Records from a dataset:

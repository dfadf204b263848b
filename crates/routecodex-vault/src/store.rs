use std::collections::BTreeMap;
use std::io;
use std::path::{Path, PathBuf};

use serde::{Deserialize, Serialize};
use tracing::{debug, warn};

use crate::credential::TokenFile;

/// On-disk layout: one directory per provider under the auth dir, one token
/// file per account named `<provider>-oauth-<seq>.json`, and a sibling
/// `accounts.json` index listing account status.
#[derive(Debug, Clone)]
pub struct VaultStore {
    auth_dir: PathBuf,
}

#[derive(Debug, Clone, Default, Serialize, Deserialize)]
pub struct AccountIndex {
    #[serde(default)]
    pub disabled: Vec<String>,
    #[serde(default)]
    pub quarantined: Vec<String>,
}

#[derive(Debug, Clone)]
pub struct LoadedAccount {
    pub seq: u64,
    pub account_id: String,
    pub path: PathBuf,
    pub token: TokenFile,
}

impl VaultStore {
    pub fn new(auth_dir: impl Into<PathBuf>) -> Self {
        Self {
            auth_dir: auth_dir.into(),
        }
    }

    pub fn provider_dir(&self, provider: &str) -> PathBuf {
        self.auth_dir.join(provider)
    }

    pub fn token_path(&self, provider: &str, seq: u64) -> PathBuf {
        self.provider_dir(provider)
            .join(format!("{provider}-oauth-{seq}.json"))
    }

    /// Load every account for a provider. Duplicate files for the same seq
    /// are pruned; the lexicographically earliest name is kept as canonical.
    pub fn load_provider(&self, provider: &str) -> io::Result<Vec<LoadedAccount>> {
        let dir = self.provider_dir(provider);
        if !dir.exists() {
            return Ok(Vec::new());
        }

        let prefix = format!("{provider}-oauth-");
        let mut by_seq: BTreeMap<u64, Vec<PathBuf>> = BTreeMap::new();
        for entry in std::fs::read_dir(&dir)? {
            let entry = entry?;
            let name = entry.file_name();
            let Some(name) = name.to_str() else { continue };
            let Some(seq) = parse_seq(name, &prefix) else {
                continue;
            };
            by_seq.entry(seq).or_default().push(entry.path());
        }

        let index = self.load_index(provider);
        let mut accounts = Vec::new();
        for (seq, mut paths) in by_seq {
            paths.sort();
            let canonical = paths.remove(0);
            for duplicate in paths {
                debug!(
                    event = "vault_duplicate_pruned",
                    provider = %provider,
                    path = %duplicate.display()
                );
                let _ = std::fs::remove_file(&duplicate);
            }

            let account_id = format!("{provider}-oauth-{seq}");
            if index.disabled.iter().any(|id| id == &account_id) {
                continue;
            }
            match read_token_file(&canonical) {
                Ok(token) => accounts.push(LoadedAccount {
                    seq,
                    account_id,
                    path: canonical,
                    token,
                }),
                Err(err) => {
                    warn!(
                        event = "vault_token_unreadable",
                        provider = %provider,
                        path = %canonical.display(),
                        error = %err
                    );
                }
            }
        }
        Ok(accounts)
    }

    pub fn persist(&self, path: &Path, token: &TokenFile) -> io::Result<()> {
        if let Some(parent) = path.parent() {
            std::fs::create_dir_all(parent)?;
        }
        let body = serde_json::to_vec_pretty(token)
            .map_err(|err| io::Error::new(io::ErrorKind::InvalidData, err))?;
        // Write-then-rename so a crash mid-write never truncates a live token.
        let tmp = path.with_extension("json.tmp");
        std::fs::write(&tmp, body)?;
        std::fs::rename(&tmp, path)
    }

    pub fn load_index(&self, provider: &str) -> AccountIndex {
        let path = self.provider_dir(provider).join("accounts.json");
        std::fs::read(&path)
            .ok()
            .and_then(|bytes| serde_json::from_slice(&bytes).ok())
            .unwrap_or_default()
    }
}

fn parse_seq(name: &str, prefix: &str) -> Option<u64> {
    let stem = name.strip_prefix(prefix)?.strip_suffix(".json")?;
    let digits: String = stem.chars().take_while(|ch| ch.is_ascii_digit()).collect();
    if digits.is_empty() {
        return None;
    }
    digits.parse().ok()
}

fn read_token_file(path: &Path) -> io::Result<TokenFile> {
    let bytes = std::fs::read(path)?;
    serde_json::from_slice(&bytes).map_err(|err| io::Error::new(io::ErrorKind::InvalidData, err))
}

#[cfg(test)]
mod tests {
    use super::*;

    fn write_token(dir: &Path, name: &str, access_token: &str) {
        std::fs::create_dir_all(dir).unwrap();
        std::fs::write(
            dir.join(name),
            format!("{{\"access_token\": \"{access_token}\"}}"),
        )
        .unwrap();
    }

    #[test]
    fn duplicate_seq_keeps_earliest_name() {
        let tmp = tempfile::tempdir().unwrap();
        let store = VaultStore::new(tmp.path());
        let dir = store.provider_dir("qwen");
        write_token(&dir, "qwen-oauth-1.json", "first");
        write_token(&dir, "qwen-oauth-1copy.json", "second");
        write_token(&dir, "qwen-oauth-2.json", "other");

        let accounts = store.load_provider("qwen").unwrap();
        assert_eq!(accounts.len(), 2);
        assert_eq!(accounts[0].token.access_token, "first");
        assert!(!dir.join("qwen-oauth-1copy.json").exists());
        assert!(dir.join("qwen-oauth-2.json").exists());
    }

    #[test]
    fn disabled_accounts_are_skipped() {
        let tmp = tempfile::tempdir().unwrap();
        let store = VaultStore::new(tmp.path());
        let dir = store.provider_dir("iflow");
        write_token(&dir, "iflow-oauth-1.json", "a");
        write_token(&dir, "iflow-oauth-2.json", "b");
        std::fs::write(
            dir.join("accounts.json"),
            "{\"disabled\": [\"iflow-oauth-1\"]}",
        )
        .unwrap();

        let accounts = store.load_provider("iflow").unwrap();
        assert_eq!(accounts.len(), 1);
        assert_eq!(accounts[0].account_id, "iflow-oauth-2");
    }

    #[test]
    fn persist_round_trips_through_rename() {
        let tmp = tempfile::tempdir().unwrap();
        let store = VaultStore::new(tmp.path());
        let path = store.token_path("glm", 1);
        let token = TokenFile {
            access_token: "at".to_string(),
            refresh_token: Some("rt".to_string()),
            expires_in: Some(3600),
            issued_at: Some(100),
            expires_at: Some(3700),
            ..Default::default()
        };
        store.persist(&path, &token).unwrap();

        let accounts = store.load_provider("glm").unwrap();
        assert_eq!(accounts[0].token, token);
        assert!(!path.with_extension("json.tmp").exists());
    }
}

REQUIRED WORK – Count every line of the records that includes "body", and give that number with no other words.

SOLUTION TO THIS EXERCISE – 2